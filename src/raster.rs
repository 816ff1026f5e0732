use std::sync::Arc;

use chrono::NaiveDate;
use serde::{Deserialize, Serialize};

use crate::crs::Crs;
use crate::domain::{StatField, VariableName};
use crate::grid::{Extent, GridSpec};

/// A source raster in its native CRS and resolution, as read by an adapter.
///
/// Row 0 is the northern edge; `origin_x`/`origin_y` is the top-left corner of the
/// top-left pixel.
#[derive(Debug, Clone, PartialEq)]
pub struct NativeRaster {
    pub crs: Crs,
    pub origin_x: f64,
    pub origin_y: f64,
    pub pixel_width: f64,
    pub pixel_height: f64,
    pub width: usize,
    pub height: usize,
    pub values: Vec<f64>,
    pub valid: Vec<bool>,
}

impl NativeRaster {
    /// Builds a raster whose validity is every finite value.
    pub fn new(
        crs: Crs,
        origin: (f64, f64),
        pixel_size: (f64, f64),
        width: usize,
        height: usize,
        values: Vec<f64>,
    ) -> Self {
        let valid = values.iter().map(|v| v.is_finite()).collect();
        Self {
            crs,
            origin_x: origin.0,
            origin_y: origin.1,
            pixel_width: pixel_size.0,
            pixel_height: pixel_size.1,
            width,
            height,
            values,
            valid,
        }
    }

    #[inline]
    pub fn index(&self, col: usize, row: usize) -> usize {
        row * self.width + col
    }

    #[inline]
    pub fn get(&self, col: usize, row: usize) -> Option<f64> {
        let i = self.index(col, row);
        self.valid[i].then(|| self.values[i])
    }

    pub fn pixel_center(&self, col: usize, row: usize) -> (f64, f64) {
        (
            self.origin_x + (col as f64 + 0.5) * self.pixel_width,
            self.origin_y - (row as f64 + 0.5) * self.pixel_height,
        )
    }

    pub fn extent(&self) -> Extent {
        Extent::new(
            self.origin_x,
            self.origin_y - self.height as f64 * self.pixel_height,
            self.origin_x + self.width as f64 * self.pixel_width,
            self.origin_y,
        )
    }

    /// Value of the pixel containing `(x, y)`, if any and valid.
    pub fn sample_nearest(&self, x: f64, y: f64) -> Option<f64> {
        let fx = (x - self.origin_x) / self.pixel_width;
        let fy = (self.origin_y - y) / self.pixel_height;
        if !fx.is_finite() || !fy.is_finite() || fx < 0.0 || fy < 0.0 {
            return None;
        }
        let (col, row) = (fx.floor() as usize, fy.floor() as usize);
        if col >= self.width || row >= self.height {
            return None;
        }
        self.get(col, row)
    }

    /// Invalidates every pixel for which `keep` returns false.
    pub fn mask_where(&mut self, mut keep: impl FnMut(usize) -> bool) {
        for i in 0..self.valid.len() {
            if self.valid[i] && !keep(i) {
                self.valid[i] = false;
            }
        }
    }

    pub fn valid_count(&self) -> usize {
        self.valid.iter().filter(|v| **v).count()
    }
}

/// Five-number summary of the native pixels inside one target cell.
#[derive(Debug, Clone, Copy, PartialEq, Serialize, Deserialize)]
pub struct StatBundle {
    pub mean: f64,
    pub median: f64,
    pub std: f64,
    pub min: f64,
    pub max: f64,
    pub count: u32,
}

impl StatBundle {
    /// Summarizes the samples; `None` when there are none. Sorts `samples` in place.
    pub fn from_samples(samples: &mut [f64]) -> Option<Self> {
        if samples.is_empty() {
            return None;
        }
        samples.sort_by(|a, b| a.total_cmp(b));
        let n = samples.len();
        let mean = samples.iter().sum::<f64>() / n as f64;
        let median = if n % 2 == 1 {
            samples[n / 2]
        } else {
            (samples[n / 2 - 1] + samples[n / 2]) / 2.0
        };
        let variance = samples.iter().map(|v| (v - mean).powi(2)).sum::<f64>() / n as f64;
        // Float summation can push the mean a hair outside [min, max] for flat data.
        let (min, max) = (samples[0], samples[n - 1]);
        Some(Self {
            mean: mean.clamp(min, max),
            median,
            std: variance.sqrt(),
            min,
            max,
            count: n as u32,
        })
    }

    /// Single-value bundle used by the nearest-neighbor fallback.
    pub fn degenerate(value: f64) -> Self {
        Self {
            mean: value,
            median: value,
            std: value,
            min: value,
            max: value,
            count: 1,
        }
    }

    pub fn is_degenerate(&self) -> bool {
        self.count == 1
            && self.mean == self.median
            && self.median == self.std
            && self.std == self.min
            && self.min == self.max
    }

    pub fn field(&self, field: StatField) -> f64 {
        match field {
            StatField::Mean => self.mean,
            StatField::Median => self.median,
            StatField::Std => self.std,
            StatField::Min => self.min,
            StatField::Max => self.max,
        }
    }
}

#[derive(Debug, Clone, Copy, PartialEq, Serialize, Deserialize)]
#[serde(rename_all = "lowercase")]
pub enum CellValue {
    Scalar(f64),
    Stats(StatBundle),
}

impl CellValue {
    /// The representative value used for neighborhood and lag features.
    pub fn mean(&self) -> f64 {
        match self {
            CellValue::Scalar(v) => *v,
            CellValue::Stats(bundle) => bundle.mean,
        }
    }
}

/// One variable on the target grid, for one date or for all dates (static).
#[derive(Debug, Clone, PartialEq)]
pub struct RasterLayer {
    pub variable: VariableName,
    pub date: Option<NaiveDate>,
    pub grid: Arc<GridSpec>,
    /// `None` marks an invalid cell.
    pub cells: Vec<Option<CellValue>>,
}

impl RasterLayer {
    pub fn empty(variable: VariableName, date: Option<NaiveDate>, grid: Arc<GridSpec>) -> Self {
        let cells = vec![None; grid.cell_count()];
        Self {
            variable,
            date,
            grid,
            cells,
        }
    }

    pub fn get(&self, index: usize) -> Option<&CellValue> {
        self.cells.get(index).and_then(|c| c.as_ref())
    }

    pub fn is_valid(&self, index: usize) -> bool {
        self.get(index).is_some()
    }

    pub fn valid_count(&self) -> usize {
        self.cells.iter().filter(|c| c.is_some()).count()
    }

    pub fn with_date(&self, date: NaiveDate) -> Self {
        Self {
            date: Some(date),
            ..self.clone()
        }
    }
}

#[cfg(test)]
mod tests {
    use approx::assert_abs_diff_eq;

    use super::*;

    #[test]
    fn bundle_of_even_count_averages_middle() {
        let mut samples = vec![4.0, 1.0, 3.0, 2.0];
        let bundle = StatBundle::from_samples(&mut samples).unwrap();
        assert_eq!(bundle.median, 2.5);
        assert_eq!(bundle.min, 1.0);
        assert_eq!(bundle.max, 4.0);
        assert_eq!(bundle.count, 4);
        assert_abs_diff_eq!(bundle.mean, 2.5);
        assert_abs_diff_eq!(bundle.std, 1.25f64.sqrt(), epsilon = 1e-12);
    }

    #[test]
    fn empty_samples_give_no_bundle() {
        assert!(StatBundle::from_samples(&mut []).is_none());
    }

    #[test]
    fn degenerate_bundle_is_flat() {
        let bundle = StatBundle::degenerate(7.0);
        assert!(bundle.is_degenerate());
        let mut samples = vec![7.0, 7.0];
        assert!(!StatBundle::from_samples(&mut samples).unwrap().is_degenerate());
    }

    #[test]
    fn all_zero_samples_are_not_a_fallback() {
        // A dry cell: nine pixels of zero precipitation.
        let mut samples = vec![0.0; 9];
        let bundle = StatBundle::from_samples(&mut samples).unwrap();
        assert_eq!(bundle.count, 9);
        assert!(!bundle.is_degenerate());
        assert!(StatBundle::degenerate(0.0).is_degenerate());
    }

    #[test]
    fn nearest_sample_respects_validity() {
        let mut raster = NativeRaster::new(
            Crs::wgs84(),
            (0.0, 2.0),
            (1.0, 1.0),
            2,
            2,
            vec![1.0, 2.0, f64::NAN, 4.0],
        );
        assert_eq!(raster.sample_nearest(1.5, 1.5), Some(2.0));
        assert_eq!(raster.sample_nearest(0.5, 0.5), None);
        raster.mask_where(|i| i != 3);
        assert_eq!(raster.sample_nearest(1.5, 0.5), None);
        assert_eq!(raster.valid_count(), 2);
    }
}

═══

In how many lines of the data does the string "false" occur? Answer with the number and nothing else.

◆ Completed exercise: 2